We first heard about global warming in the later 1980s from scientists concerned about the ozone layer, but little was actually done about it until the 21st century, particularly from 2015 onwards.
The reason for this is the wide variety of uses to which oil and its carbon alternative coal can be put.
So important is the importance of oil that it played a vital role in not only the Second World War via the United States and Russia but afterwards in the Suez Canal crisis in 1956 and the Arab-Israeli conflict in 1973. Its importance is even felt today in the Ukraine-Russia conflict.

The core issue is whether the current initiatives will likely prove successful, given the geopolitical role of oil and the current absence of potent green alternatives. Having said this, significant progress has been made in relation to cars and to some extent in air travel, and which via technology will continue to develop and mature – but what about a competitor which will displace oil as an energy source? Strides have been made in relation to the use of nuclear energy but none of the alternatives to date have made a significant effect on the nations of the world such as China showing little commitment towards a green alternative.

In this writer’s view it will take a major technological development equivalent to the significant developments in oil and coal extraction before a significant improvement is made to the environment. This will take time and whilst everyone has been warned about climate consequences of carbon use the pressing need appears absent in practice. Until there is a climate catastrophe of some magnitude the necessity in immediate terms will not present itself. Climate change by governments is dogged by world politics and the roles of China, the USA and Russia who are too powerful to take effective action against in the need to reduce their carbon imprint.

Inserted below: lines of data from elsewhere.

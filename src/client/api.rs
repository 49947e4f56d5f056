use anyhow::Context;
use async_trait::async_trait;
use serde_json::Value;

use crate::auth::dto::{Envelope, SignupRequest, SignupResponse};

#[derive(Debug, Clone)]
pub enum SignupReply {
    Accepted(SignupResponse),
    /// Non-2xx answer; `message` is the server's `error.message` if any.
    Rejected { message: Option<String> },
}

#[async_trait]
pub trait SignupApi: Send + Sync {
    /// `Err` only for transport or decoding failures.
    async fn signup(&self, req: &SignupRequest) -> anyhow::Result<SignupReply>;
}

#[derive(Clone)]
pub struct HttpSignupApi {
    http: reqwest::Client,
    base_url: String,
}

impl HttpSignupApi {
    pub fn new(base_url: impl Into<String>) -> Self {
        Self {
            http: reqwest::Client::new(),
            base_url: base_url.into().trim_end_matches('/').to_string(),
        }
    }
}

pub(crate) fn error_message(body: &Value) -> Option<String> {
    body.get("error")
        .and_then(|e| e.get("message"))
        .and_then(Value::as_str)
        .map(str::to_string)
}

#[async_trait]
impl SignupApi for HttpSignupApi {
    async fn signup(&self, req: &SignupRequest) -> anyhow::Result<SignupReply> {
        let res = self
            .http
            .post(format!("{}/auth/signup", self.base_url))
            .json(req)
            .send()
            .await
            .context("post /auth/signup")?;

        if res.status().is_success() {
            let env: Envelope<SignupResponse> =
                res.json().await.context("decode signup envelope")?;
            return Ok(SignupReply::Accepted(env.data));
        }

        let body: Value = res.json().await.unwrap_or(Value::Null);
        Ok(SignupReply::Rejected {
            message: error_message(&body),
        })
    }
}
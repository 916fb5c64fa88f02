//! Step 4: send the confirmation SMS.

use super::{ConfirmationStep, StepInput, StepName, notification_request};
use crate::config::StepSettings;
use crate::error::Result;
use crate::transport::StepRequest;

/// Sends the confirmation SMS through the SMS service.
#[derive(Debug, Clone)]
pub struct SendSms {
    settings: StepSettings,
}

impl SendSms {
    /// Creates the step with the given endpoint and timeout.
    pub fn new(settings: StepSettings) -> Self {
        Self { settings }
    }
}

impl ConfirmationStep for SendSms {
    fn name(&self) -> StepName {
        StepName::SendSms
    }

    fn settings(&self) -> &StepSettings {
        &self.settings
    }

    // Twilio message SID.
    fn required_field(&self) -> &'static str {
        "sid"
    }

    fn build_request(&self, input: &StepInput<'_>) -> Result<StepRequest> {
        notification_request(
            input,
            self.name(),
            ("phone", input.booking.phone.as_str()),
        )
    }
}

It follows that while green finance and the sustainability of alternative energy sources are potentially very important, this writer believes that progress will be slow. This slow growth should govern expectations and the effects of Government policy may well be thwarted, an unpredictable force that will undermine efforts to reduce global warming given the conflicts of the last two centuries. Efforts to reduce carbon emissions are highly desirable but our expectations must be driven by the technological developments which have been more modest.